Cocaine Addiction Treatment Program

Cocaine abuse is a common problem among women of all ages and backgrounds. While the withdrawal symptoms of cocaine are usually not as severe as other drugs, such as opiates, they still require a detox program once the quitting process is begun.

Attempting to quit a cocaine addiction on your own, commonly known as going “cold turkey,” is likely to end in failure or relapse. The professional assistance and support found in a good detox program is vital to achieving and maintaining freedom from addiction to cocaine.

Colorado is no stranger to the dangers of cocaine addiction and has seen its share of the rise in drug abuse seen around the country over recent years. In fact, drug overdoses were responsible for more deaths than car accidents last year statewide. In 2018 alone, nearly 1,000 people died from drug poisoning. While many of these deaths are attributed to opiate addiction, cocaine deaths were still much higher than they were merely two years before.

Women have always been especially vulnerable to cocaine addiction. This is not a new problem, experts identified this increased risk as far back as the 1980s. Women have a tendency to begin abusing cocaine at an early age than men. They also are prone to taking larger amounts and spending much more on it than their male counterparts.

If you are a woman, and are tired of suffering from the ravages of cocaine addiction, there has never been a better time to seek out treatment. While skyrocketing cocaine abuse among women is definitely a problem, it has also given rise to many more treatment options than ever before. Because the process of getting clean can be frightening, it is usually helpful to know what to expect before you begin it. We understand this truth, and have created a guide to help you get a handle on what you are likely to face when you detox from cocaine. No matter what type of information you are looking for, our guide is likely to have what you are seeking.

Why Are Women More Likely to Abuse Cocaine?

Understanding why cocaine abuse is more likely for females, in general, is an important way to understand your own addiction. The primary reason for this is the way a woman’s body works compared to a man. The brain is the primary organ affected by cocaine, and this is where the main difference lies.

Effects of Cocaine on a Woman’s Brain

There are several different areas of the brain that are affected during cocaine use, in both men and women. The difference comes from how these effects manifest, and their intensity. The primary regions of the brain that are affected include:

  • Frontal Cortex: An increase in activity causes an enhancement to the emotional responses to taking the drug.
  • Amygdala: This area sees a decrease in activity, which reduces in the connection felt between taking the drugs and the consequences.
  • Right Nucleus Accumbens: This area increases in activity, which heightens the sensation of the drug, and its resulting cravings.
  • Anterior Cingulate Cortex: Both the dorsal and ventral areas of this part of the brain increase in activity when cocaine is taken. This results in an additional increase in sensation and cravings, as well as a decrease in the amount of control over what a woman will do to obtain the drug.

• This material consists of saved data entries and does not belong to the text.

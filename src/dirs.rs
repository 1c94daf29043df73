use std::fs;
use std::path::{Path, PathBuf};

use anyhow::{bail, Result};

/// Ensures that a directory exists at the specified path, creating it if necessary.
///
/// This function checks if a directory exists at the given path. If the directory
/// doesn't exist, it creates the directory and any necessary parent directories.
///
/// # Arguments
///
/// * `path` - The path where the directory should exist
///
/// # Returns
///
/// * `Ok(())` - Directory exists or was created successfully
/// * `Err(_)` - Failed to create directory (e.g., insufficient permissions)
pub fn ensure_dir_exists(path: &Path) -> Result<()> {
    if !path.exists() {
        fs::create_dir_all(path)?;
    }
    Ok(())
}

/// Like [`ensure_dir_exists`], but the leaf directory is readable by its owner only.
/// Existing directories have their mode tightened as well.
pub fn ensure_private_dir(path: &Path) -> Result<()> {
    ensure_dir_exists(path)?;

    #[cfg(unix)]
    {
        use std::os::unix::fs::PermissionsExt;
        fs::set_permissions(path, fs::Permissions::from_mode(0o700))?;
    }

    Ok(())
}

pub fn home_dir() -> Result<PathBuf> {
    let dir = std::env::var_os("HOME") // Unix/Linux/macOS
        .or_else(|| std::env::var_os("USERPROFILE")) // Windows
        .map(PathBuf::from);
    match dir {
        Some(dir) => Ok(dir),
        None => {
            bail!("could not determine home directory, please specify config path manually")
        }
    }
}

pub fn config_dir() -> Result<PathBuf> {
    if is_root() {
        return Ok(PathBuf::from("/etc/gatekeep"));
    }

    let home = home_dir()?;
    Ok(home.join(".config").join("gatekeep"))
}

pub fn data_dir() -> Result<PathBuf> {
    if is_root() {
        return Ok(PathBuf::from("/var/lib/gatekeep"));
    }

    let home = home_dir()?;

    if cfg!(windows) {
        return Ok(home.join("AppData").join("gatekeep"));
    }

    Ok(home.join(".local").join("share").join("gatekeep"))
}

#[cfg(unix)]
fn is_root() -> bool {
    unsafe { libc::geteuid() == 0 }
}

#[cfg(not(unix))]
fn is_root() -> bool {
    false
}
use std::sync::Arc;

use anyhow::{Context, Result};

use crate::server::context::DecisionContext;
use crate::server::lookup::LookupRegistry;
use crate::types::identity::IdentityContext;
use crate::types::resource::{ResourceRef, ResourceType};

/// Result of an ownership check.
#[derive(Debug, Clone, PartialEq, Eq)]
pub enum Ownership {
    Allow,
    Deny { reason: String },
    NotFound,
}

/// Decides whether the caller owns or may act on one resource instance, using
/// the per-type predicates of the lookup registry.
pub struct OwnershipValidator {
    registry: Arc<LookupRegistry>,
}

impl OwnershipValidator {
    pub fn new(registry: Arc<LookupRegistry>) -> Self {
        Self { registry }
    }

    /// Admin is allowed without a lookup. On allow the resolved resource is
    /// attached to `ctx`; on deny a warning is recorded as the request's
    /// security violation. `Err` means the lookup itself failed.
    pub fn validate_ownership(
        &self,
        kind: ResourceType,
        id: &str,
        identity: &IdentityContext,
        ctx: &mut DecisionContext,
    ) -> Result<Ownership> {
        if identity.is_admin() {
            return Ok(Ownership::Allow);
        }

        let resource = self
            .registry
            .resolve(kind, id)
            .with_context(|| format!("lookup {kind} '{id}'"))?;
        let resource = match resource {
            Some(resource) => resource,
            None => return Ok(Ownership::NotFound),
        };

        if !self.registry.owns(&resource, identity) {
            let target = ResourceRef {
                kind,
                id: id.to_string(),
            };
            let reason = format!(
                "Unauthorized {kind} access attempt by user {} on {target}",
                identity.user_id
            );
            ctx.flag_violation(reason.clone());
            return Ok(Ownership::Deny { reason });
        }

        ctx.attach_resource(resource);
        Ok(Ownership::Allow)
    }
}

Estrogen plays a large part in why the effects are different in these key areas than those experienced by men. Estrogen greatly enhances the pathway used to reward the brain with dopamine, so they feel the effects even more intensely than men do. This is even more evident during high-estrogen times, such as a woman’s menstrual cycle.

Women also have more mucus in their nasal passages than men do, another effect of estrogen and the menstrual cycle. This extra thickness makes it more difficult for the cocaine to be absorbed, meaning more cocaine is needed to compensate.

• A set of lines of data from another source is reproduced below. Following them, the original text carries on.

mod account;
mod commerce;

pub mod config;

use std::path::Path;

use anyhow::Result;
use rusqlite::Connection as RawConnection;
use rusqlite::Transaction as RawTransaction;

use crate::types::resource::{
    AddressRecord, ArtisanRecord, DistributorRecord, InventoryRecord, OrderRecord, ProductRecord,
    UserRecord,
};

use super::Transaction;

/// SQLite-based store, file-backed or in-memory.
pub struct SqliteConnection {
    conn: RawConnection,
}

pub struct SqliteTransaction<'a> {
    tx: RawTransaction<'a>,
}

impl SqliteConnection {
    /// Opens a SQLite database file, creating it and its tables if needed.
    pub fn open(path: &Path) -> Result<Self> {
        let conn = RawConnection::open(path)?;
        Self::init_tables(&conn)?;
        Ok(Self { conn })
    }

    pub fn memory() -> Result<Self> {
        let conn = RawConnection::open_in_memory()?;
        Self::init_tables(&conn)?;
        Ok(Self { conn })
    }

    pub fn transaction(&mut self) -> Result<SqliteTransaction<'_>> {
        let tx = self.conn.transaction()?;
        Ok(SqliteTransaction { tx })
    }

    fn init_tables(conn: &RawConnection) -> Result<()> {
        account::create_tables(conn)?;
        commerce::create_tables(conn)?;
        Ok(())
    }
}

impl Transaction for SqliteTransaction<'_> {
    fn create_user(&self, user: &UserRecord) -> Result<()> {
        account::create_user(&self.tx, user)
    }

    fn get_user(&self, id: &str) -> Result<Option<UserRecord>> {
        account::get_user(&self.tx, id)
    }

    fn create_address(&self, address: &AddressRecord) -> Result<()> {
        account::create_address(&self.tx, address)
    }

    fn get_address(&self, id: &str) -> Result<Option<AddressRecord>> {
        account::get_address(&self.tx, id)
    }

    fn create_artisan(&self, artisan: &ArtisanRecord) -> Result<()> {
        account::create_artisan(&self.tx, artisan)
    }

    fn get_artisan(&self, id: &str) -> Result<Option<ArtisanRecord>> {
        account::get_artisan(&self.tx, id)
    }

    fn create_distributor(&self, distributor: &DistributorRecord) -> Result<()> {
        account::create_distributor(&self.tx, distributor)
    }

    fn get_distributor(&self, id: &str) -> Result<Option<DistributorRecord>> {
        account::get_distributor(&self.tx, id)
    }

    fn create_product(&self, product: &ProductRecord) -> Result<()> {
        commerce::create_product(&self.tx, product)
    }

    fn get_product(&self, id: &str) -> Result<Option<ProductRecord>> {
        commerce::get_product(&self.tx, id)
    }

    fn create_order(&self, order: &OrderRecord) -> Result<()> {
        commerce::create_order(&self.tx, order)
    }

    fn get_order(&self, id: &str) -> Result<Option<OrderRecord>> {
        commerce::get_order(&self.tx, id)
    }

    fn create_inventory(&self, inventory: &InventoryRecord) -> Result<()> {
        commerce::create_inventory(&self.tx, inventory)
    }

    fn get_inventory(&self, id: &str) -> Result<Option<InventoryRecord>> {
        commerce::get_inventory(&self.tx, id)
    }

    fn commit(self) -> Result<()> {
        self.tx.commit()?;
        Ok(())
    }

    fn rollback(self) -> Result<()> {
        self.tx.rollback()?;
        Ok(())
    }
}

How Can I Tell if my Friend or Family Member is Addicted to Cocaine?

If you have a female friend or family member that you feel is at risk for cocaine abuse, it is important to identify it as early on as possible. Quitting cocaine use is much easier and less traumatic when it is done as soon as possible since cravings and withdrawal symptoms only increase with longer and more substantial addictions.

It can be more difficult to identify an addiction to cocaine than it is with many other types of drugs. Cocaine is a stimulant, and as such, it is possible to be a functioning addict on it. A functioning addict is someone that is able to live their life with at least some degree of normalcy while they are using. While it can be difficult to spot a cocaine addict, there are a few signs that should point the way.

Cocaine Addiction Treatment Program

Rest and sleep patterns are a prime area in which the effects of cocaine abuse can be observed. If you notice a change in sleep patterns, such as staying up all night, this could be the cocaine’s stimulant effect keeping them awake. Cocaine addicts can also find it difficult to relax, and the lack of proper rest can result in irritability and restlessness.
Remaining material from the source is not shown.